Imports are one way: you can not have circular imports, and you can not influence the parent config to affect other children (commonly known as monkey patching).
You can chain imports. As in, imported configs can themselves import other config, as long as the chain of imports does not form a cycle.
Imports support auto merging via the merge setting. When merge = true, all the blocks and attributes of the imported config will be merged with the child config. Note that since HCL blocks are sequential, imports will be merged top to bottom. See below for more details.
Imports can also be deep merged using the deep_merge setting. This will work similar to merge = true.
Imports will also export the absolute path to the directory of the terragrunt config file as the attribute terragrunt_dir.
Imports are parsed first in the configuration parsing order. This is to allow references to the imports in locals. This is because it is more likely that one would want to break down imports attributes into local references than want to use locals in the import block given that it only has a single attribute pointing to the target config.
Imports are not compatible with include. Having both blocks will cause a terragrunt syntax error.

Pros:

Supports all the use cases described above.

Cons:

Since we don’t allow path_relative functions, reusability is limited when compared to include (e.g the remote state use case).
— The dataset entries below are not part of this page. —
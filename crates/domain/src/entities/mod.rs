//! The six managed entity types.

mod account;
mod ingredient;
mod item;
mod person;
mod reservation;
mod sales;

pub use account::Account;
pub use ingredient::Ingredient;
pub use item::{Item, Recipe};
pub use person::Person;
pub use reservation::{Reservation, ReservationKey};
pub use sales::{SalesKey, SalesRecord};
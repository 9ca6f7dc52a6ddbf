//! Application configuration loaded from environment variables.

use std::path::PathBuf;

const DEFAULT_DATA_FILE: &str = "data/restaurant.json";
const DEFAULT_LOG_LEVEL: &str = "info";

/// Runtime configuration with sensible defaults.
///
/// Reads from environment variables:
/// - `RESTAURANT_DATA_FILE`: JSON snapshot path (default: `"data/restaurant.json"`)
/// - `RESTAURANT_SAMPLE_DATA`: seed sample records when the file is missing (default: `true`)
/// - `RUST_LOG`: tracing filter directive (default: `"info"`)
#[derive(Debug, Clone, PartialEq, Eq)]
pub struct Config {
    pub data_file: PathBuf,
    pub sample_data: bool,
    pub log_level: String,
}

impl Config {
    /// Loads configuration from environment variables, falling back to defaults.
    pub fn from_env() -> Self {
        Self::from_lookup(|key| std::env::var(key).ok())
    }

    /// Loads configuration through `lookup`, falling back to defaults for
    /// missing or unparsable values.
    pub fn from_lookup(lookup: impl Fn(&str) -> Option<String>) -> Self {
        let defaults = Self::default();
        Self {
            data_file: lookup("RESTAURANT_DATA_FILE")
                .map(PathBuf::from)
                .unwrap_or(defaults.data_file),
            sample_data: lookup("RESTAURANT_SAMPLE_DATA")
                .and_then(|v| parse_flag(&v))
                .unwrap_or(defaults.sample_data),
            log_level: lookup("RUST_LOG").unwrap_or(defaults.log_level),
        }
    }
}

impl Default for Config {
    fn default() -> Self {
        Self {
            data_file: PathBuf::from(DEFAULT_DATA_FILE),
            sample_data: true,
            log_level: DEFAULT_LOG_LEVEL.to_string(),
        }
    }
}

fn parse_flag(value: &str) -> Option<bool> {
    match value.trim().to_ascii_lowercase().as_str() {
        "1" | "true" | "yes" | "on" => Some(true),
        "0" | "false" | "no" | "off" => Some(false),
        _ => None,
    }
}

#[cfg(test)]
mod tests {
    use super::*;
    use std::collections::HashMap;

    fn lookup(vars: &[(&str, &str)]) -> impl Fn(&str) -> Option<String> {
        let vars: HashMap<String, String> = vars
            .iter()
            .map(|(k, v)| (k.to_string(), v.to_string()))
            .collect();
        move |key| vars.get(key).cloned()
    }

    #[test]
    fn test_default_values() {
        let config = Config::default();
        assert_eq!(config.data_file, PathBuf::from("data/restaurant.json"));
        assert!(config.sample_data);
        assert_eq!(config.log_level, "info");
    }

    #[test]
    fn test_empty_environment_uses_defaults() {
        assert_eq!(Config::from_lookup(lookup(&[])), Config::default());
    }

    #[test]
    fn test_overrides() {
        let config = Config::from_lookup(lookup(&[
            ("RESTAURANT_DATA_FILE", "/tmp/records.json"),
            ("RESTAURANT_SAMPLE_DATA", "off"),
            ("RUST_LOG", "debug"),
        ]));
        assert_eq!(config.data_file, PathBuf::from("/tmp/records.json"));
        assert!(!config.sample_data);
        assert_eq!(config.log_level, "debug");
    }

    #[test]
    fn test_unparsable_flag_falls_back() {
        let config = Config::from_lookup(lookup(&[("RESTAURANT_SAMPLE_DATA", "maybe")]));
        assert!(config.sample_data);
    }
}
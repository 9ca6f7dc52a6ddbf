//! Domain layer for the restaurant record-keeping core.
//!
//! This crate provides:
//! - Value objects (`Money`, names, `Tag`)
//! - The `Entity` trait and its natural-key identity
//! - `EquivalenceSet`, the uniqueness-enforcing ordered collection
//! - The six entity types: customers, accounts, ingredients, menu items,
//!   reservations, and sales records

pub mod entities;
pub mod entity;
pub mod equivalence_set;
pub mod error;
pub mod value_objects;

pub use entities::{
    Account, Ingredient, Item, Person, Recipe, Reservation, ReservationKey, SalesKey, SalesRecord,
};
pub use entity::{Entity, EntityKind, Tagged};
pub use equivalence_set::{EquivalenceSet, SameAs};
pub use error::EntityError;
pub use value_objects::{IngredientName, ItemName, Money, Name, Tag, Username};
//! Staff login accounts.

use serde::{Deserialize, Serialize};

use crate::entity::{Entity, EntityKind};
use crate::value_objects::Username;

/// A staff account, identified by username.
#[derive(Clone, PartialEq, Eq, Serialize, Deserialize)]
pub struct Account {
    pub username: Username,
    password: String,
}

impl Account {
    /// Creates an account.
    pub fn new(username: impl Into<Username>, password: impl Into<String>) -> Self {
        Self {
            username: username.into(),
            password: password.into(),
        }
    }

    /// Returns true if `password` matches the stored password.
    pub fn verify(&self, password: &str) -> bool {
        self.password == password
    }

    /// Returns a copy of the account with a new password.
    pub fn with_password(&self, password: impl Into<String>) -> Self {
        Self {
            username: self.username.clone(),
            password: password.into(),
        }
    }
}

impl std::fmt::Debug for Account {
    fn fmt(&self, f: &mut std::fmt::Formatter<'_>) -> std::fmt::Result {
        f.debug_struct("Account")
            .field("username", &self.username)
            .field("password", &"<redacted>")
            .finish()
    }
}

impl Entity for Account {
    type Key = Username;
    const KIND: EntityKind = EntityKind::Account;

    fn key(&self) -> Username {
        self.username.clone()
    }
}
//! Transactional aggregate model for the restaurant records.
//!
//! A [`Model`] owns a [`VersionedHistory`](history::VersionedHistory) of
//! [`AggregateSnapshot`]s and a working copy of the newest one. A command:
//! 1. Validates against the read-only model
//! 2. Mutates the working snapshot
//! 3. Commits it to history, or discards it on failure
//!
//! Recording a sale is the one mutation whose second step (consuming the
//! recipe from stock) may fail without failing the command; see
//! [`SaleOutcome`].

pub mod command;
pub mod error;
pub mod model;
pub mod outcome;
pub mod snapshot;
pub mod view;

pub use command::{Command, CommandResult, CommandState};
pub use error::{ModelError, Result};
pub use model::Model;
pub use outcome::{IngredientStatus, SaleOutcome, SalesReport};
pub use snapshot::{AggregateSnapshot, SnapshotData};
pub use view::{Filter, FilteredView, Filters, SnapshotMember};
This can be resolved if we implement the relevant path_relative functions for import blocks.

Let’s take a look at a few common use cases and how we might use import to address them:

Hierarchical variables included across multiple terragrunt.hcl files
Reusing common variables
Reusing dependencies
Keeping remote state configuration DRY

(import block) Hierarchical variables included across multiple terragrunt.hcl files

Consider the following folder structure from the canonical example:

prod
├── us-east-1
│   ├── app
│   │   ├── env.hcl
│   │   └── vpc
│   │       └── terragrunt.hcl
│   └── region.hcl
└── account.hcl

With import blocks, you can implement the automatic variable merging in the following manner:

prod/account.hcl

inputs = {
  account_id = 0000000
}

prod/us-east-1/region.hcl

import "account" {
  config_path = "../account.hcl"
}

inputs = merge(
  import.account.inputs,
  {
    region = "us-east-1"
  },
)

prod/us-east-1/app/env.hcl

import "region" {
  config_path = "../region.hcl"
}

inputs = merge(
  import.region.inputs,
  {
    env = "prod"
  },
)

prod/us-east-1/app/vpc/terragrunt.hcl

import "env" {
  config_path = "../env.hcl"
}

inputs = merge(
  import.env.inputs,
  {
    # args to module
  },
)

Note how there is a chain of imports that add additional inputs as we progress down the hierarchy. Each level appends additional inputs that are made available for use to deeper levels of the hierarchy. This means that by the time we get to the leaf (prod/us-east-1/app/vpc), all the required inputs will have been merged in. The nice thing about this behavior is that everything you need to know about the configuration is explicitly mentioned. There is no implicit values that change based on who is importing the configuration.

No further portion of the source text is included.